Airway management consists of

  • Clearing the upper airway

  • Maintaining an open air passage with a mechanical device

  • Sometimes assisting respirations

There are many indications for airway control (see Table: Situations Requiring Airway Control) and many methods of establishing an airway, including

Whatever airway management techniques are used, tidal volume should be 6 to 8 mL/kg (significantly less than previously recommended) and ventilatory rate should be 8 to 10 breaths/min (significantly slower than previously recommended to avoid negative hemodynamic consequences). Slower rates are commonly used in patients with severe air trapping (eg, acute asthma, COPD), and passive oxygenation without positive pressure ventilation shows promise in the first minutes after cardiac arrest. Smaller volumes and slower respiratory rates are also desirable in any state of hemodynamic instability; however, it is important to keep in mind that positive pressure ventilation is the opposite of physiologically normal negative pressure ventilation. In cardiac arrest, physiologic demands are significantly less, and in non-arrest, the benefits of hypoventilation in hemodynamic stability and lung protection often outweigh the negative effects of permissive hypercapnia and moderate hypoxia.

Situations Requiring Airway Control

Classification

Examples

Emergencies

Cardiac arrest

Respiratory arrest or apnea (eg, due to CNS disease, drugs, or hypoxia)

Deep coma, when the tongue relaxes to occlude the glottis

Acute laryngeal edema

Laryngospasm

Foreign body at the larynx (eg, “cafe coronary”)

Drowning

Upper airway trauma

Head or high spinal cord injuries

Urgencies

Respiratory failure

Need for ventilatory support (eg, in acute respiratory distress syndrome, smoke or toxic inhalation, respiratory burns, gastric aspiration, exacerbations of COPD or asthma, diffuse infectious or other parenchymal lung problems, neuromuscular diseases, respiratory center depression, or extreme respiratory muscle fatigue)

Need to relieve the work of breathing in patients in shock or with low cardiac output or myocardial stress that must be decreased

Before gastric lavage in patients with an oral drug overdose and altered consciousness

Before esophagogastroscopy in patients with upper GI bleeding

Before bronchoscopy in patients with marginal respiratory status

Before radiologic procedures in patients with altered sensorium, particularly if sedation is required

Clearing and Opening the Upper Airway

To relieve airway obstruction caused by soft tissues of the upper airway and provide optimal position for bag-valve-mask ventilation and laryngoscopy, the operator flexes the patient’s neck to elevate the head until the external auditory meatus is in the same plane as the sternum and positions the face roughly parallel to the ceiling (see Figure: Head and neck positioning to open the airway.). This position is slightly different from the previously taught head tilt position. The mandible should be displaced upward by lifting the lower jaw and submandibular soft tissue or by pushing the rami of the mandible upward (see Figure: Jaw lift.).

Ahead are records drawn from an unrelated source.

use std::io;
use thiserror::Error;


/// Ошибки уровня пула: конфигурация, запуск воркеров, закрытый координатор
#[derive(Debug, Error)]
pub enum PoolError {
    #[error("invalid pool configuration: {0}")]
    InvalidConfig(String),
    #[error("failed to spawn worker for slot {slot}: {source}")]
    Spawn {
        slot: usize,
        #[source]
        source: io::Error,
    },
    #[error("pool coordinator has shut down")]
    Closed,
}

/// Ошибка конкретной задачи. Не влияет на другие задачи и на сам пул.
#[derive(Debug, Error, PartialEq, Eq, Clone)]
pub enum TaskError<E> {
    #[error("worker reported failure: {0:?}")]
    Failed(E),
    #[error("worker panicked: {0}")]
    Panic(String),
    #[error("pool closed before the task completed")]
    PoolClosed,
    #[error("timed out waiting for the task result")]
    Timeout,
}

impl<E> TaskError<E> {
    /// Ошибка, которую вернула сама программа воркера
    pub fn failure(&self) -> Option<&E> {
        match self {
            TaskError::Failed(e) => Some(e),
            _ => None,
        }
    }
}
use super::task::TaskId;


/// Состояние слота: Idle -> Busy -> Idle -> (Terminated -> Idle при повторном запуске)
#[derive(Debug, Clone, Copy, PartialEq, Eq)]
pub enum SlotState {
    Idle,
    Busy(TaskId),
    Terminated,
}

impl SlotState {
    #[inline]
    pub fn is_idle(&self) -> bool {
        matches!(self, SlotState::Idle)
    }

    #[inline]
    pub fn is_busy(&self) -> bool {
        matches!(self, SlotState::Busy(_))
    }

    #[inline]
    pub fn is_terminated(&self) -> bool {
        matches!(self, SlotState::Terminated)
    }
}

/// Снимок состояния пула, снятый координатором между двумя событиями
#[derive(Debug, Clone)]
pub struct PoolMetrics {
    pub slots: Vec<SlotState>,
    pub idle_workers: usize,
    pub busy_workers: usize,
    pub terminated_workers: usize,
    pub queued_tasks: usize,
    pub total_submitted: usize,
    pub completed_tasks: usize,
    pub failed_tasks: usize,
}

impl PoolMetrics {
    pub(crate) fn from_slots(slots: Vec<SlotState>) -> Self {
        let idle_workers = slots.iter().filter(|s| s.is_idle()).count();
        let busy_workers = slots.iter().filter(|s| s.is_busy()).count();
        let terminated_workers = slots.len() - idle_workers - busy_workers;
        Self {
            slots,
            idle_workers,
            busy_workers,
            terminated_workers,
            queued_tasks: 0,
            total_submitted: 0,
            completed_tasks: 0,
            failed_tasks: 0,
        }
    }

    /// Доля занятых среди живых воркеров
    pub fn utilization(&self) -> f64 {
        if self.busy_workers + self.idle_workers == 0 {
            return 0.0;
        }
        self.busy_workers as f64 / (self.busy_workers + self.idle_workers) as f64
    }

    pub fn queue_pressure(&self) -> f64 {
        self.queued_tasks as f64
    }

    pub fn success_rate(&self) -> f64 {
        let total = self.completed_tasks + self.failed_tasks;
        if total == 0 {
            return 1.0;
        }
        self.completed_tasks as f64 / total as f64
    }

    /// Задачи, которые ещё не получили результат
    pub fn in_flight(&self) -> usize {
        self.busy_workers + self.queued_tasks
    }
}
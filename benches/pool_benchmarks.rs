use criterion::{criterion_group, criterion_main, Criterion, BenchmarkId, Throughput};
use slot_pool::{program_fn, Config as PoolConfig, WorkerPool};
use futures::future::join_all;
use std::hint::black_box;

fn create_runtime() -> tokio::runtime::Runtime {
    tokio::runtime::Builder::new_multi_thread()
        .worker_threads(2)
        .enable_all()
        .build()
        .unwrap()
}

// Benchmark 1: Submit overhead
fn bench_submit_overhead(c: &mut Criterion) {
    let mut group = c.benchmark_group("submit_overhead");

    for size in [100, 1000, 10000] {
        group.throughput(Throughput::Elements(size as u64));

        group.bench_with_input(
            BenchmarkId::new("worker_pool", size),
            &size,
            |b, &size| {
                let rt = create_runtime();

                // Пул создаётся один раз, воркеры переиспользуются между итерациями
                let pool = rt.block_on(async {
                    WorkerPool::with_config(
                        program_fn(|x: u64| Ok::<_, ()>(black_box(x))),
                        PoolConfig::cpu_bound(),
                    )
                    .unwrap()
                });

                b.to_async(&rt).iter(|| {
                    let pool = &pool;
                    async move {
                        let handles: Vec<_> = (0..size).map(|i| pool.submit(i)).collect();
                        for handle in handles {
                            black_box(handle.await.unwrap());
                        }
                    }
                });
            },
        );

        // tokio baseline
        group.bench_with_input(
            BenchmarkId::new("spawn_blocking", size),
            &size,
            |b, &size| {
                let rt = create_runtime();

                b.to_async(&rt).iter(|| async {
                    let handles: Vec<_> = (0..size)
                        .map(|i: u64| tokio::task::spawn_blocking(move || black_box(i)))
                        .collect();

                    for handle in handles {
                        black_box(handle.await.unwrap());
                    }
                });
            },
        );
    }

    group.finish();
}

// Benchmark 2: Thread scaling on CPU-bound work
fn bench_thread_scaling(c: &mut Criterion) {
    let mut group = c.benchmark_group("thread_scaling");
    group.sample_size(20);

    let tasks = 2000u64;
    group.throughput(Throughput::Elements(tasks));

    for threads in [1, 2, 4, 8] {
        group.bench_with_input(BenchmarkId::from_parameter(threads), &threads, |b, &threads| {
            let rt = create_runtime();
            let pool = rt.block_on(async {
                WorkerPool::new(
                    program_fn(|x: u64| {
                        let mut acc = x;
                        for i in 0..1_000u64 {
                            acc = acc.wrapping_mul(6364136223846793005).wrapping_add(i);
                        }
                        Ok::<_, ()>(acc)
                    }),
                    threads,
                )
                .unwrap()
            });

            b.to_async(&rt).iter(|| {
                let pool = &pool;
                async move {
                    let results = join_all((0..tasks).map(|x| pool.submit(x))).await;
                    black_box(results);
                }
            });
        });
    }

    group.finish();
}

// Benchmark 3: Latency under load
fn bench_latency_under_load(c: &mut Criterion) {
    let mut group = c.benchmark_group("latency_under_load");
    group.sample_size(20);

    group.bench_function("queued_behind_1000", |b| {
        let rt = create_runtime();
        let pool = rt.block_on(async {
            WorkerPool::with_config(
                program_fn(|x: u64| Ok::<_, ()>(black_box(x))),
                PoolConfig::default().with_threads(4),
            )
            .unwrap()
        });

        b.to_async(&rt).iter(|| {
            let pool = &pool;
            async move {
                // Создаем фоновую нагрузку
                let _bg_handles: Vec<_> = (0..1000).map(|i| pool.submit(i)).collect();

                // Измеряем latency этой задачи
                let handle = pool.submit(42);
                let _result = handle.await;
            }
        });
    });

    group.finish();
}

criterion_group!(
    benches,
    bench_submit_overhead,
    bench_thread_scaling,
    bench_latency_under_load,
);

criterion_main!(benches);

Head and neck positioning to open the airway.

A: The head is flat on the stretcher; the airway is constricted. B: The ear and sternal notch are aligned, with the face parallel to the ceiling, opening the airway. Adapted from Levitan RM, Kinkle WC: The Airway Cam Pocket Guide to Intubation, ed. 2. Wayne (PA), Airway Cam Technologies, 2007.

Jaw lift.

Anatomic restriction, various abnormalities, or considerations caused by trauma (eg, inadvisability of moving a possibly fractured neck) may obviate the operator’s ability to properly position the neck, but careful attention to optimal positioning when possible can maximize airway patency and improve bag-valve-mask ventilation and laryngoscopy.

Obstruction by dentures and oropharyngeal foreign material (eg, blood, secretions) may be removed by finger sweep of the oropharynx and suction, taking care not to push the material deeper (more likely in infants and young children, in whom a blind finger sweep is contraindicated). Deeper material can be removed with Magill forceps or by suction.

Heimlich maneuver (subdiaphragmatic abdominal thrusts)

The Heimlich maneuver (for more detailed instructions, see How to do the Heimlich Maneuver) consists of manual thrusts to the upper abdomen or, in the case of pregnant or extremely obese patients, chest thrusts until the airway is clear or the patient becomes unconscious; it is the preferred initial method in the awake, choking patient.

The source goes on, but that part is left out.